Reproduce the listing verbatim.

## [Material for the task]
----------

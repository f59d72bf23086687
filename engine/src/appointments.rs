// engine/src/appointments.rs
//
// Appointment lifecycle: creation with per-patient booking sequence,
// status transitions gated on report readiness, report attachment and the
// single-field workflow updates.

use std::str::FromStr;
use std::sync::Arc;

use chrono::{NaiveDate, NaiveTime, Timelike};
use tracing::{debug, info};
use uuid::Uuid;

use models::errors::{OpsError, OpsResult};
use models::{
    Appointment, AppointmentStatus, NewAppointment, PaymentStatus, Report, ReportStatus,
};

use crate::store::AppointmentRepository;

/// Filter for the staff-side appointment listing. All fields combine with
/// AND; omitted fields match everything.
#[derive(Debug, Clone, Default)]
pub struct AppointmentFilter {
    /// Case-insensitive substring over patient name, phone and service.
    pub search: Option<String>,
    pub service: Option<String>,
    pub status: Option<AppointmentStatus>,
    /// Month (1-12) of the scheduled date.
    pub month: Option<u32>,
    /// Half-open hour range over the scheduled time, e.g. (8, 10) for the
    /// "8 AM - 10 AM" slot.
    pub time_slot: Option<(u32, u32)>,
}

#[derive(Clone)]
pub struct AppointmentService {
    repo: Arc<dyn AppointmentRepository>,
}

impl AppointmentService {
    pub fn new(repo: Arc<dyn AppointmentRepository>) -> Self {
        AppointmentService { repo }
    }

    /// Books an appointment. Workflow fields always start at
    /// Pending/pending/unpaid; the booking count is assigned atomically by
    /// the store.
    pub async fn create(&self, new: NewAppointment) -> OpsResult<Appointment> {
        for (field, value) in [
            ("age", &new.age),
            ("gender", &new.gender),
            ("service", &new.service),
            ("date", &new.date),
            ("time", &new.time),
        ] {
            if value.trim().is_empty() {
                return Err(OpsError::missing(field));
            }
        }
        let appointment = self
            .repo
            .create(Appointment::from_new(new, 0))
            .await?;
        info!(
            appointment = %appointment.id,
            patient = %appointment.patient_id,
            booking_count = appointment.booking_count,
            "appointment created"
        );
        Ok(appointment)
    }

    /// Overwrites `status` only. Leaving `Pending` requires a report to
    /// exist (`last_date` set), otherwise the transition is refused.
    pub async fn update_status(&self, id: Uuid, status: &str) -> OpsResult<Appointment> {
        let status = AppointmentStatus::from_str(status)?;
        let mut appointment = self.require(id).await?;
        if status != AppointmentStatus::Pending && appointment.last_date.is_none() {
            return Err(OpsError::PreconditionFailed(
                "report must exist first".to_string(),
            ));
        }
        appointment.status = status;
        self.repo.update(&appointment).await?;
        info!(appointment = %id, status = %status, "status updated");
        Ok(appointment)
    }

    /// Attaches the scan report. The `(id, phone)` pair must resolve as a
    /// unit, which guards against cross-patient overwrites. Free-text
    /// fields are trimmed; `report_status` flips to ready and `last_date`
    /// is stamped with the report date.
    #[allow(clippy::too_many_arguments)]
    pub async fn set_report(
        &self,
        id: Uuid,
        phone: &str,
        scan_type: &str,
        history: &str,
        findings: &str,
        impressions: &str,
        image_refs: Vec<String>,
        report_date: &str,
    ) -> OpsResult<Appointment> {
        let mut appointment = self
            .repo
            .find_by_id_and_phone(id, phone)
            .await?
            .ok_or_else(|| OpsError::not_found(format!("appointment {} for {}", id, phone)))?;
        appointment.report = Some(Report {
            scan_type: scan_type.trim().to_string(),
            history: history.trim().to_string(),
            findings: findings.trim().to_string(),
            impressions: impressions.trim().to_string(),
            image_refs,
        });
        appointment.report_status = ReportStatus::Ready;
        appointment.last_date = Some(report_date.to_string());
        self.repo.update(&appointment).await?;
        info!(appointment = %id, "report attached");
        Ok(appointment)
    }

    /// Sets the externally stored image reference list. Independent of
    /// `set_report`; used by the later print/QR step.
    pub async fn attach_report_images(
        &self,
        id: Uuid,
        phone: &str,
        image_refs: Vec<String>,
    ) -> OpsResult<Appointment> {
        let mut appointment = self
            .repo
            .find_by_id_and_phone(id, phone)
            .await?
            .ok_or_else(|| OpsError::not_found(format!("appointment {} for {}", id, phone)))?;
        match appointment.report.as_mut() {
            Some(report) => report.image_refs = image_refs,
            None => {
                appointment.report = Some(Report {
                    image_refs,
                    ..Report::default()
                })
            }
        }
        self.repo.update(&appointment).await?;
        Ok(appointment)
    }

    pub async fn set_payment_status(&self, id: Uuid, status: &str) -> OpsResult<Appointment> {
        let status = PaymentStatus::from_str(status)?;
        let mut appointment = self.require(id).await?;
        appointment.payment_status = status;
        self.repo.update(&appointment).await?;
        Ok(appointment)
    }

    pub async fn set_doctor(&self, id: Uuid, name: &str) -> OpsResult<Appointment> {
        let name = name.trim();
        if name.chars().count() < 2 {
            return Err(OpsError::validation(
                "doctorName",
                "must be at least 2 characters",
            ));
        }
        let mut appointment = self.require(id).await?;
        appointment.doctor_name = Some(name.to_string());
        self.repo.update(&appointment).await?;
        Ok(appointment)
    }

    pub async fn set_referral(&self, id: Uuid, source: &str) -> OpsResult<Appointment> {
        let source = source.trim();
        if source.is_empty() {
            return Err(OpsError::missing("referralSource"));
        }
        let mut appointment = self.require(id).await?;
        appointment.referral_source = Some(source.to_string());
        self.repo.update(&appointment).await?;
        Ok(appointment)
    }

    /// Staff-side listing: free-text search and category filters, newest
    /// first.
    pub async fn list_by_filter(
        &self,
        filter: &AppointmentFilter,
    ) -> OpsResult<Vec<Appointment>> {
        let mut matches: Vec<Appointment> = self
            .repo
            .list_all()
            .await?
            .into_iter()
            .filter(|a| Self::matches(a, filter))
            .collect();
        matches.sort_by(|a, b| b.created_at.cmp(&a.created_at));
        debug!(count = matches.len(), "appointment listing filtered");
        Ok(matches)
    }

    fn matches(appointment: &Appointment, filter: &AppointmentFilter) -> bool {
        if let Some(search) = &filter.search {
            let needle = search.to_lowercase();
            let hit = appointment.patient_name.to_lowercase().contains(&needle)
                || appointment.phone.contains(&needle)
                || appointment.service.to_lowercase().contains(&needle);
            if !hit {
                return false;
            }
        }
        if let Some(service) = &filter.service {
            if &appointment.service != service {
                return false;
            }
        }
        if let Some(status) = filter.status {
            if appointment.status != status {
                return false;
            }
        }
        if let Some(month) = filter.month {
            let scheduled = NaiveDate::parse_from_str(&appointment.date, "%Y-%m-%d");
            match scheduled {
                Ok(d) if chrono::Datelike::month(&d) == month => {}
                _ => return false,
            }
        }
        if let Some((from, to)) = filter.time_slot {
            let scheduled = NaiveTime::parse_from_str(&appointment.time, "%H:%M");
            match scheduled {
                Ok(t) if t.hour() >= from && t.hour() < to => {}
                _ => return false,
            }
        }
        true
    }

    async fn require(&self, id: Uuid) -> OpsResult<Appointment> {
        self.repo
            .find_by_id(id)
            .await?
            .ok_or_else(|| OpsError::not_found(format!("appointment {}", id)))
    }
}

----------

## [Solution to this problem]
repository f59d72bf23086687
filename engine/src/appointments.rs
// engine/src/appointments.rs
//
// Appointment lifecycle: creation with per-patient booking sequence,
// status transitions gated on report readiness, report attachment and the
// single-field workflow updates.

use std::str::FromStr;
use std::sync::Arc;

use chrono::{NaiveDate, NaiveTime, Timelike};
use tracing::{debug, info};
use uuid::Uuid;

use models::errors::{OpsError, OpsResult};
use models::{
    Appointment, AppointmentStatus, NewAppointment, PaymentStatus, Report, ReportStatus,
};

use crate::store::AppointmentRepository;

/// Filter for the staff-side appointment listing. All fields combine with
/// AND; omitted fields match everything.
#[derive(Debug, Clone, Default)]
pub struct AppointmentFilter {
    /// Case-insensitive substring over patient name, phone and service.
    pub search: Option<String>,
    pub service: Option<String>,
    pub status: Option<AppointmentStatus>,
    /// Month (1-12) of the scheduled date.
    pub month: Option<u32>,
    /// Half-open hour range over the scheduled time, e.g. (8, 10) for the
    /// "8 AM - 10 AM" slot.
    pub time_slot: Option<(u32, u32)>,
}

#[derive(Clone)]
pub struct AppointmentService {
    repo: Arc<dyn AppointmentRepository>,
}

impl AppointmentService {
    pub fn new(repo: Arc<dyn AppointmentRepository>) -> Self {
        AppointmentService { repo }
    }

    /// Books an appointment. Workflow fields always start at
    /// Pending/pending/unpaid; the booking count is assigned atomically by
    /// the store.
    pub async fn create(&self, new: NewAppointment) -> OpsResult<Appointment> {
        for (field, value) in [
            ("age", &new.age),
            ("gender", &new.gender),
            ("service", &new.service),
            ("date", &new.date),
            ("time", &new.time),
        ] {
            if value.trim().is_empty() {
                return Err(OpsError::missing(field));
            }
        }
        let appointment = self
            .repo
            .create(Appointment::from_new(new, 0))
            .await?;
        info!(
            appointment = %appointment.id,
            patient = %appointment.patient_id,
            booking_count = appointment.booking_count,
            "appointment created"
        );
        Ok(appointment)
    }

    /// Overwrites `status` only. Leaving `Pending` requires a report to
    /// exist (`last_date` set), otherwise the transition is refused.
    pub async fn update_status(&self, id: Uuid, status: &str) -> OpsResult<Appointment> {
        let status = AppointmentStatus::from_str(status)?;
        let mut appointment = self.require(id).await?;
        if status != AppointmentStatus::Pending && appointment.last_date.is_none() {
            return Err(OpsError::PreconditionFailed(
                "report must exist first".to_string(),
            ));
        }
        appointment.status = status;
        self.repo.update(&appointment).await?;
        info!(appointment = %id, status = %status, "status updated");
        Ok(appointment)
    }

    /// Attaches the scan report. The `(id, phone)` pair must resolve as a
    /// unit, which guards against cross-patient overwrites. Free-text
    /// fields are trimmed; `report_status` flips to ready and `last_date`
    /// is stamped with the report date.
    #[allow(clippy::too_many_arguments)]
    pub async fn set_report(
        &self,
        id: Uuid,
        phone: &str,
        scan_type: &str,
        history: &str,
        findings: &str,
        impressions: &str,
        image_refs: Vec<String>,
        report_date: &str,
    ) -> OpsResult<Appointment> {
        let mut appointment = self
            .repo
            .find_by_id_and_phone(id, phone)
            .await?
            .ok_or_else(|| OpsError::not_found(format!("appointment {} for {}", id, phone)))?;
        appointment.report = Some(Report {
            scan_type: scan_type.trim().to_string(),
            history: history.trim().to_string(),
            findings: findings.trim().to_string(),
            impressions: impressions.trim().to_string(),
            image_refs,
        });
        appointment.report_status = ReportStatus::Ready;
        appointment.last_date = Some(report_date.to_string());
        self.repo.update(&appointment).await?;
        info!(appointment = %id, "report attached");
        Ok(appointment)
    }

    /// Sets the externally stored image reference list. Independent of
    /// `set_report`; used by the later print/QR step.
    pub async fn attach_report_images(
        &self,
        id: Uuid,
        phone: &str,
        image_refs: Vec<String>,
    ) -> OpsResult<Appointment> {
        let mut appointment = self
            .repo
            .find_by_id_and_phone(id, phone)
            .await?
            .ok_or_else(|| OpsError::not_found(format!("appointment {} for {}", id, phone)))?;
        match appointment.report.as_mut() {
            Some(report) => report.image_refs = image_refs,
            None => {
                appointment.report = Some(Report {
                    image_refs,
                    ..Report::default()
                })
            }
        }
        self.repo.update(&appointment).await?;
        Ok(appointment)
    }

    pub async fn set_payment_status(&self, id: Uuid, status: &str) -> OpsResult<Appointment> {
        let status = PaymentStatus::from_str(status)?;
        let mut appointment = self.require(id).await?;
        appointment.payment_status = status;
        self.repo.update(&appointment).await?;
        Ok(appointment)
    }

    pub async fn set_doctor(&self, id: Uuid, name: &str) -> OpsResult<Appointment> {
        let name = name.trim();
        if name.chars().count() < 2 {
            return Err(OpsError::validation(
                "doctorName",
                "must be at least 2 characters",
            ));
        }
        let mut appointment = self.require(id).await?;
        appointment.doctor_name = Some(name.to_string());
        self.repo.update(&appointment).await?;
        Ok(appointment)
    }

    pub async fn set_referral(&self, id: Uuid, source: &str) -> OpsResult<Appointment> {
        let source = source.trim();
        if source.is_empty() {
            return Err(OpsError::missing("referralSource"));
        }
        let mut appointment = self.require(id).await?;
        appointment.referral_source = Some(source.to_string());
        self.repo.update(&appointment).await?;
        Ok(appointment)
    }

    /// Staff-side listing: free-text search and category filters, newest
    /// first.
    pub async fn list_by_filter(
        &self,
        filter: &AppointmentFilter,
    ) -> OpsResult<Vec<Appointment>> {
        let mut matches: Vec<Appointment> = self
            .repo
            .list_all()
            .await?
            .into_iter()
            .filter(|a| Self::matches(a, filter))
            .collect();
        matches.sort_by(|a, b| b.created_at.cmp(&a.created_at));
        debug!(count = matches.len(), "appointment listing filtered");
        Ok(matches)
    }

    fn matches(appointment: &Appointment, filter: &AppointmentFilter) -> bool {
        if let Some(search) = &filter.search {
            let needle = search.to_lowercase();
            let hit = appointment.patient_name.to_lowercase().contains(&needle)
                || appointment.phone.contains(&needle)
                || appointment.service.to_lowercase().contains(&needle);
            if !hit {
                return false;
            }
        }
        if let Some(service) = &filter.service {
            if &appointment.service != service {
                return false;
            }
        }
        if let Some(status) = filter.status {
            if appointment.status != status {
                return false;
            }
        }
        if let Some(month) = filter.month {
            let scheduled = NaiveDate::parse_from_str(&appointment.date, "%Y-%m-%d");
            match scheduled {
                Ok(d) if chrono::Datelike::month(&d) == month => {}
                _ => return false,
            }
        }
        if let Some((from, to)) = filter.time_slot {
            let scheduled = NaiveTime::parse_from_str(&appointment.time, "%H:%M");
            match scheduled {
                Ok(t) if t.hour() >= from && t.hour() < to => {}
                _ => return false,
            }
        }
        true
    }

    async fn require(&self, id: Uuid) -> OpsResult<Appointment> {
        self.repo
            .find_by_id(id)
            .await?
            .ok_or_else(|| OpsError::not_found(format!("appointment {}", id)))
    }
}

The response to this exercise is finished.